My girlfriend cannot eat cereal because of her ex Tunji. We have been talking about Tunji more than I want to. He keeps coming up in conversations, rearing his head, making things difficult.
She says Tunji scarred her but, from what I have seen, things I have heard her say, what she really means is that he left a mark on her. Because of him, she cannot eat cereal, does not like to be kissed on the forehead, wants a clean, well-lighted house with a dishwasher, and wants to be eaten out. I am left to deal with hunger I know nothing of. And I don’t mind that, but nothing I do counts. I always fall short in some way. What they had was special. We will never have what they had, no matter how much I try, no matter how attentive I am. His mark on her is a testament – painful, persistent testament– to the places I will never be able to reach with her, the depths we will never touch.

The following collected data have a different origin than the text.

//! Per-run outcome reporting.

use super::RunId;
use crate::graph::domain::NodeId;
use crate::tracker::domain::ItemId;
use serde::Serialize;
use std::fmt;

/// Result of reconciling one node.
#[derive(Debug, Clone, Copy, PartialEq, Eq)]
pub enum NodeOutcome {
    /// A new item was created.
    Created(ItemId),
    /// An existing item was rewritten to match the node.
    Updated(ItemId),
    /// The existing item already matched.
    Unchanged(ItemId),
}

impl NodeOutcome {
    /// Returns the item the node maps to.
    #[must_use]
    pub const fn item(self) -> ItemId {
        match self {
            Self::Created(id) | Self::Updated(id) | Self::Unchanged(id) => id,
        }
    }
}

/// Why a node could not be reconciled, or what needs operator attention.
#[derive(Debug, Clone, PartialEq, Eq, Serialize)]
#[serde(tag = "kind", rename_all = "snake_case")]
pub enum FailureKind {
    /// Items with the node's title exist but none carries its metadata.
    AmbiguousIdentity {
        /// Same-titled items needing review.
        candidates: Vec<ItemId>,
    },
    /// Tracker calls kept failing transiently.
    RetriesExhausted {
        /// Final error message.
        message: String,
    },
    /// The tracker refused a request for this node.
    Rejected {
        /// Tracker message.
        message: String,
    },
    /// The mapped item no longer exists.
    MissingItem {
        /// Item on record.
        item: ItemId,
    },
    /// A dependency has no tracker item.
    UnresolvedDependency {
        /// Dependency without an item.
        dependency: NodeId,
    },
    /// Hierarchy linking failed.
    Hierarchy {
        /// Error message.
        message: String,
    },
    /// The node's blocked label could not be brought in line with its
    /// dependencies and may be stale.
    BlockedLabel {
        /// Error message.
        message: String,
    },
}

/// Node-local problem reported in a run summary.
#[derive(Debug, Clone, PartialEq, Eq, Serialize)]
pub struct NodeFailure {
    /// Affected node.
    pub node_id: NodeId,
    /// What went wrong.
    #[serde(flatten)]
    pub kind: FailureKind,
}

impl NodeFailure {
    /// Creates a failure record.
    #[must_use]
    pub const fn new(node_id: NodeId, kind: FailureKind) -> Self {
        Self { node_id, kind }
    }
}

impl fmt::Display for NodeFailure {
    fn fmt(&self, f: &mut fmt::Formatter<'_>) -> fmt::Result {
        match &self.kind {
            FailureKind::AmbiguousIdentity { candidates } => {
                let ids: Vec<String> = candidates.iter().map(ToString::to_string).collect();
                write!(
                    f,
                    "node {}: ambiguous identity, same-titled items {}",
                    self.node_id,
                    ids.join(", ")
                )
            }
            FailureKind::RetriesExhausted { message } => {
                write!(f, "node {}: retries exhausted: {message}", self.node_id)
            }
            FailureKind::Rejected { message } => {
                write!(f, "node {}: rejected: {message}", self.node_id)
            }
            FailureKind::MissingItem { item } => {
                write!(f, "node {}: mapped item {item} no longer exists", self.node_id)
            }
            FailureKind::UnresolvedDependency { dependency } => write!(
                f,
                "node {}: dependency {dependency} has no tracker item",
                self.node_id
            ),
            FailureKind::Hierarchy { message } => {
                write!(f, "node {}: hierarchy link failed: {message}", self.node_id)
            }
            FailureKind::BlockedLabel { message } => {
                write!(f, "node {}: blocked state not updated: {message}", self.node_id)
            }
        }
    }
}

/// User-visible summary of a run.
#[derive(Debug, Clone, PartialEq, Eq, Serialize)]
pub struct RunSummary {
    /// Run identifier.
    pub run_id: RunId,
    /// Nodes for which an item was created.
    pub created: Vec<NodeId>,
    /// Nodes whose item was rewritten.
    pub updated: Vec<NodeId>,
    /// Nodes whose item already matched.
    pub unchanged: Vec<NodeId>,
    /// Nodes skipped because an earlier attempt already processed them.
    pub skipped: Vec<NodeId>,
    /// Nodes that could not be reconciled.
    pub failed: Vec<NodeFailure>,
    /// Problems that did not fail a node.
    pub warnings: Vec<NodeFailure>,
    /// Whether the run stopped early on cancellation.
    pub cancelled: bool,
}

impl RunSummary {
    /// Creates an empty summary.
    #[must_use]
    pub const fn new(run_id: RunId) -> Self {
        Self {
            run_id,
            created: Vec::new(),
            updated: Vec::new(),
            unchanged: Vec::new(),
            skipped: Vec::new(),
            failed: Vec::new(),
            warnings: Vec::new(),
            cancelled: false,
        }
    }

    /// Records a node outcome.
    pub fn record(&mut self, node: NodeId, outcome: NodeOutcome) {
        match outcome {
            NodeOutcome::Created(_) => self.created.push(node),
            NodeOutcome::Updated(_) => self.updated.push(node),
            NodeOutcome::Unchanged(_) => self.unchanged.push(node),
        }
    }

    /// Records a node failure.
    pub fn fail(&mut self, failure: NodeFailure) {
        self.failed.push(failure);
    }

    /// Records a warning.
    pub fn warn(&mut self, warning: NodeFailure) {
        if !self.warnings.contains(&warning) {
            self.warnings.push(warning);
        }
    }

    /// Returns `true` when no node failed.
    #[must_use]
    pub const fn is_clean(&self) -> bool {
        self.failed.is_empty()
    }
}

Ours is a young love, very naïve, very undisguised, yet deeply tainted. Fierce, too. Though not fierce enough. Not nearly as fierce as what she had with him. There is also the advantage of time and proximity. For years, I lived very far from her, and time was one thing we never had a lot of, and they had that, or have had that, abundantly. More than once, she has, without noticing how it makes me feel, talked about waking up at his house every morning, and every time my mind runs: crusty-eyed, morning-breath-scented kisses, she in his bed, luxuriating, after he has gone to work, or on a run, in a few extra hours of sleep; the afternoons spent cooking and making out on the kitchen cabinet, wrapped in light; and dinner in a house all theirs, maybe a movie playing on the Smart TV, and both of them in bed, he keeping her warm, she warm against him, snug under the blankie (that is how she says blanket), perhaps even falling fast asleep in his arms.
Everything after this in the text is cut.